Identifying SFTR errors should be rather like shooting fish in a barrel. In spite of this, ESMA’s latest data quality report simply did not uncover the bodies.
In this edition, there was no smoking gun, more of a smoking peashooter. In relation to SFTR, only one low-key material issue was uncovered in which three entities in a single jurisdiction had reported unfeasibly large securities loans.
Our SFTR testing experience indicates that there is a sea of price unit errors, haircut issues, incorrect quality, incorrect price, incorrect type, under-reporting (collateral, re-use, cash reinvestment & funding sources) among a litany of other errors. On top of that, many aspects of SFTR remain only partially defined or undefined, such that the resultant data is of dubious value, full of uncertainty and contradiction.
Data quality indicators dashboard
ESMA stated that it had been transitioning to a new data quality indicators (DQIs) dashboard for both EMIR and SFTR, with the SFTR implementation to be completed during 2023. Together with a data-sharing framework, this is how ESMA is proactively monitoring and engaging with National Competent Authorities (NCAs) on data quality issues.
In the existing case for EMIR, it includes 19 DQIs to detect and measure various types of misreporting, including under and over reporting, inconsistent reporting vis-à-vis the other counterparty, incomplete information in the key fields of the report, late reporting, abnormal values, and a lack of correct identifiers of the counterparties. This is computed by ESMA monthly, based on the entire EMIR dataset.
The empirical evidence we have from our quality assurance testing services indicates that ESMA’s methods – with dependency on extraordinary values, the validation rules and TR reconciliation processes – may only scratch the surface of errors present in reported data.
In ESMA’s EMIR data, there appears to be a lot of false comfort to be had from the reduction in the percentage of errors identified under these DQI methods from a high of 27.6% to a low of 7.8%. If we were to speculate that ESMA’s methods identify only 10% of true outstanding errors, then a decline from 27.6% to 7.8% equates to less than a 2% improvement in actual data quality.
On SFTR specifically, ESMA identified implausibly high loan values (field 2.56) for securities lending trades, where loans from three entities in a single jurisdiction accounted for 77% of the total loan value in the market as a whole. On further investigation, it proved to be misreporting. This emphasises the importance of having SFTR reporting controls in place to identify ‘fat fingers’, spurious values and issues with units.
Five fields responsible for most errors
We repeatedly state that the validation rules, or indeed validations in conjunction with TR reconciliations are woefully inadequate measures for establishing high standards of data quality. We have also harboured doubts that the validation rules were always applied in their entirety, as we repeatedly see accepted messages we would expect to be ‘NACKed.’ However, ESMA has chosen to perform a “revalidation” process, largely to ensure that the TRs have applied the validation rules correctly. During this exercise, it identified issues with between 23 and 43 fields depending on which month’s run.

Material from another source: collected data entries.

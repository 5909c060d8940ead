//! Kernel Error Types
//!
//! Error types for kernel selection, layout and dispatch.
//!
//! @version 0.1.0
//! @author `AutomataNexus` Development Team

use thiserror::Error;

use crate::algorithm::ConvAlgorithm;

/// Result type for kernel operations.
pub type KernelResult<T> = Result<T, KernelError>;

/// Errors that can occur in kernel selection and dispatch.
#[derive(Error, Debug)]
pub enum KernelError {
    /// The selected algorithm cannot execute this shape/precision/device
    /// combination. Fatal at initialization; never raised per call.
    #[error("{algorithm} kernel does not support this configuration: {reason}")]
    Unsupported {
        /// The algorithm that was selected.
        algorithm: ConvAlgorithm,
        /// Why the configuration is not executable.
        reason: String,
    },

    /// Input/output rank or dimensions do not match the convolution.
    #[error("dispatch shape mismatch: {message}")]
    DispatchShape {
        /// Description of the mismatch.
        message: String,
    },

    /// The elementwise-merge path needs a residual operand that is absent.
    #[error("elementwise merge requires a residual input")]
    MissingResidual,

    /// Tensor-level failure inside a kernel.
    #[error("tensor error: {0}")]
    Tensor(#[from] arborml_core::Error),
}

impl KernelError {
    /// Creates an unsupported-configuration error.
    #[must_use]
    pub fn unsupported(algorithm: ConvAlgorithm, reason: impl Into<String>) -> Self {
        Self::Unsupported {
            algorithm,
            reason: reason.into(),
        }
    }

    /// Creates a dispatch shape mismatch error.
    #[must_use]
    pub fn dispatch_shape(message: impl Into<String>) -> Self {
        Self::DispatchShape {
            message: message.into(),
        }
    }
}

// =============================================================================
// Tests
// =============================================================================

#[cfg(test)]
mod tests {
    use super::*;

    #[test]
    fn test_unsupported_display() {
        let err = KernelError::unsupported(ConvAlgorithm::K1x1S1P0, "padding must be zero");
        assert!(err.to_string().contains("k1x1s1p0"));
        assert!(err.to_string().contains("padding"));
    }
}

However five fields were responsible for 95% of total failures:
- Collateral basket identifier (by far the biggest)
- Classification of a security
- Floating rate reset frequency – multiplier, and
- Floating rate reference period.
We have observed a number of issues with the population of the collateral basket identifier and ways in which this field can be ‘abused.’ In some cases, we’ve seen individual bond ISIN codes entered (that are clearly not collateral basket ISINs), proprietary (non-official) ISIN codes and frequent use of the collateral basket identifier (typically in relation to securities lending business) to avoid having to provide further collateral detail.

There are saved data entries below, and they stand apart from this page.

/// Parses the optional absorbed activation.
fn parse_activation(attrs: &AttrStore) -> OpResult<Option<Activation>> {
    if !attrs.has("activation.type") {
        return Ok(None);
    }
    let kind = attrs.get_str("activation.type")?;
    match kind.as_str() {
        "relu" => Ok(Some(Activation::relu())),
        "prelu" => Ok(Some(Activation::prelu(
            attrs.get_float("activation.neg_slope")?,
        ))),
        other => Err(OpError::config(format!("unknown activation kind: {other}"))),
    }
}

/// Parses the elementwise merge attributes.
pub(crate) fn parse_eltwise(attrs: &AttrStore) -> OpResult<EltwiseSpec> {
    let kind = EltwiseKind::parse(&attrs.get_str("merge.type")?);
    let coeffs = attrs.get_floats("merge.coeff")?;
    let activation = if attrs.has("merge.relu_alpha") {
        Some(Activation::relu())
    } else {
        None
    };
    Ok(EltwiseSpec {
        kind,
        coeffs,
        activation,
    })
}

/// Reads attributes, applies the guarded weight fusion and assembles the
/// fused parameter bag.
pub(crate) fn parse_conv_params(
    attrs: &AttrStore,
    device: Device,
    precision: Precision,
    pool: &WeightPool,
) -> OpResult<FusedConvParams> {
    debug!(device = %device, precision = %precision, "parsing fused convolution parameters");

    let group = attrs.get_int("group")? as usize;
    let bias_term = attrs.get_bool("bias_term")?;
    let (pad_h, pad_w) = get_pair(attrs, "padding")?;
    let (stride_h, stride_w) = get_pair(attrs, "strides")?;
    let (dilation_h, dilation_w) = get_pair(attrs, "dilation")?;
    let filter_num = attrs.get_int("filter_num")? as usize;
    let (kernel_h, kernel_w) = get_pair(attrs, "kernel_size")?;

    let weights = match attrs.get("weights") {
        Some(AttrValue::BlockF32(block)) => ConvWeights::F32(block),
        Some(AttrValue::BlockI8(block)) => ConvWeights::I8(block),
        Some(_) => {
            return Err(OpError::AttributeType {
                name: "weights".to_string(),
                expected: "parameter block",
            })
        }
        None => return Err(OpError::missing("weights")),
    };

    let wshape = weights.shape();
    if wshape.len() != 4 || wshape[0] != filter_num || wshape[2] != kernel_h || wshape[3] != kernel_w
    {
        return Err(OpError::config(format!(
            "weight shape {:?} does not match filter_num {} and kernel {}x{}",
            wshape, filter_num, kernel_h, kernel_w
        )));
    }

    // a single stored weight scale broadcasts to every output channel
    match &weights {
        ConvWeights::F32(block) => block.host_tensor().broadcast_scale(filter_num)?,
        ConvWeights::I8(block) => block.host_tensor().broadcast_scale(filter_num)?,
    }

    let mut meta = ConvMeta {
        group,
        pad_h,
        pad_w,
        stride_h,
        stride_w,
        dilation_h,
        dilation_w,
        kernel_h,
        kernel_w,
        in_channels: wshape[1] * group,
        out_channels: filter_num,
        bias_term,
    };

    let activation = parse_activation(attrs)?;
    let descriptor = parse_descriptor(attrs, activation)?;

    if !descriptor.is_identity() {
        pool.fuse_once(weights.id(), || -> OpResult<()> {
            let bias = if bias_term {
                attrs.get_block_f32("bias")?
            } else {
                // materialize the bias and persist the "bias now present"
                // flag so later passes do not re-allocate it
                let bias = WeightBlock::empty(device);
                attrs.set("bias_term", AttrValue::Bool(true));
                attrs.set("bias", AttrValue::BlockF32(bias.clone()));
                bias
            };
            match &weights {
                ConvWeights::F32(block) => fuse_conv_weights(block, &bias, &descriptor)?,
                ConvWeights::I8(block) => fuse_conv_weights_int8(block, &bias, &descriptor)?,
            }
            Ok(())
        })?;
        meta.bias_term = attrs.get_bool_or_false("bias_term");
    }

    let bias = if meta.bias_term {
        attrs.get_block_f32("bias")?
    } else {
        WeightBlock::empty(device)
    };

    let mut params = FusedConvParams::new(meta, weights, bias, precision);
    params.activation = activation;
    Ok(params)
}

// =============================================================================
// Selection + Layout
// =============================================================================

/// Selects the kernel strategy, validates it and runs the exactly-once
/// weight layout step.
pub(crate) fn select_and_layout(
    device: Device,
    precision: Precision,
    pool: &WeightPool,
    params: &FusedConvParams,
) -> OpResult<Box<dyn ConvKernel>> {
    let algorithm = select_algorithm(device, precision, &params.meta);
    let mut kernel = create_kernel(algorithm);
    kernel.init(params)?;

    let ran = pool.layout_once(params.weights.id(), || {
        kernel.trans_weights(&params.weights, &params.bias, &params.meta)
    })?;
    if !ran {
        // the block is already laid out; keep the call shape uniform by
        // running the transposition against throwaway empty blocks
        let empty_weights = ConvWeights::F32(WeightBlock::empty(device));
        let empty_bias = WeightBlock::empty(device);
        kernel.trans_weights(&empty_weights, &empty_bias, &params.meta)?;
    }
    debug!(algorithm = %algorithm, layout_ran = ran, "initialized convolution kernel");
    Ok(kernel)
}

// =============================================================================
// FusedConv
// =============================================================================

/// Convolution operator with absorbed batchnorm/scale/activation.
pub struct FusedConv {
    attrs: AttrStore,
    device: Device,
    precision: Precision,
    pool: Arc<WeightPool>,
    params: Option<FusedConvParams>,
    kernel: Option<Box<dyn ConvKernel>>,
}

impl FusedConv {
    /// Creates the operator instance for one (device, precision) target.
    #[must_use]
    pub fn new(attrs: AttrStore, device: Device, precision: Precision, pool: Arc<WeightPool>) -> Self {
        Self {
            attrs,
            device,
            precision,
            pool,
            params: None,
            kernel: None,
        }
    }

    /// Reads attributes and applies the weight fusion transform when this
    /// instance is the first to touch the shared weight block.
    pub fn init_param(&mut self) -> OpResult<()> {
        let params = parse_conv_params(&self.attrs, self.device, self.precision, &self.pool)?;
        self.params = Some(params);
        Ok(())
    }

    /// Selects the kernel algorithm, triggers layout transposition and
    /// initializes the backend kernel.
    pub fn init(&mut self, inputs: &[&Tensor<f32>], outputs: &[&Tensor<f32>]) -> OpResult<()> {
        let params = self.params.as_mut().ok_or(OpError::NotInitialized)?;

        if self.precision.is_quantized() {
            if let Ok(scale) = self.attrs.get_float("output_scale") {
                if let Some(output) = outputs.first() {
                    output.set_scale(vec![scale]);
                }
            }
        }

        let kernel = select_and_layout(self.device, self.precision, &self.pool, params)?;

        // TODO: the combined bias-scale term below is only derived for the
        // CUDA int8 target; the CPU int8 output scaling path has not been
        // validated and keeps the parsed beta untouched.
        if matches!(self.device, Device::Cuda(_)) && self.precision.is_quantized() {
            let input = inputs
                .first()
                .ok_or_else(|| OpError::config("initialization requires the convolution input"))?;
            let in_scale = input
                .scale()
                .first()
                .copied()
                .ok_or_else(|| OpError::config("quantized input carries no scale"))?;
            let weight_scale = params
                .weights
                .scale()
                .first()
                .copied()
                .ok_or_else(|| OpError::config("quantized weights carry no scale"))?;
            params.beta = params.beta / in_scale / weight_scale;
        }

        self.kernel = Some(kernel);
        Ok(())
    }

    /// Computes the output shape for an input shape via the kernel's shape
    /// rule. Weights are never touched.
    pub fn infer_shape(&self, input_shape: &[usize]) -> OpResult<Vec<usize>> {
        let params = self.params.as_ref().ok_or(OpError::NotInitialized)?;
        match &self.kernel {
            Some(kernel) => Ok(kernel.infer_shape(input_shape, &params.meta)?),
            None => Ok(params.meta.compute_output_shape(input_shape)?),
        }
    }

    /// Executes the fused convolution through the cached strategy.
    pub fn dispatch(&self, inputs: &[&Tensor<f32>], output: &Tensor<f32>) -> OpResult<()> {
        let params = self.params.as_ref().ok_or(OpError::NotInitialized)?;
        let kernel = self.kernel.as_ref().ok_or(OpError::NotInitialized)?;
        kernel.dispatch(inputs, output, params)?;
        Ok(())
    }

    /// Returns the selected algorithm, once `init` has run.
    #[must_use]
    pub fn algorithm(&self) -> Option<ConvAlgorithm> {
        self.kernel.as_ref().map(|k| k.algorithm())
    }

    /// Returns the assembled parameter bag, once `init_param` has run.
    #[must_use]
    pub fn params(&self) -> Option<&FusedConvParams> {
        self.params.as_ref()
    }
}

With regards to classification of a security (CFI code), until very recently (and the publication of Q&A 15), it has been the only SFTR field with a golden source, namely the ANNA ASB database. In our experience, it is common to see the default character ‘X’ used in place of correct characters, CFI codes that bear no relation to the security in question and inconsistencies with the values published in the ANNA ASB database.
The final two fields mentioned, floating rate reset frequency – multiplier and floating rate reference period – time period, in our experience, are both impacted by default values (particularly one) and inconsistent inputs that do not make economic or standard market practice sense.
Fit for purpose?
Sadly, the conceptual issue remains, the vast majority of incorrect reports pass the validation rules – the classic ‘valid but wrong’ problem. SFTR is crying out for greater regulatory certainty, precisely defined fields with limited acceptable parameters. The doctrine “counterparties should agree amongst themselves” simply does not work. A regime with a litany of errors and extraordinary operational burden, is simply not fit for purpose.